> _TASK DESCRIPTION_:
Which lines of the data below include the string "error"? Return each of them.

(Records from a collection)
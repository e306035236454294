//! Co-authorship network analysis and author impact modelling

pub mod centrality;
pub mod cluster;
pub mod community;
pub mod config;
pub mod data;
pub mod error;
pub mod features;
pub mod graph;
pub mod impact;
pub mod model;
pub mod pipeline;
pub mod storage;

pub use config::Config;
pub use error::{AnalysisError, Result};
pub use pipeline::{run, AnalysisReport};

> _REPLY_:
pub mod error;
pub use error::{AnalysisError, Result};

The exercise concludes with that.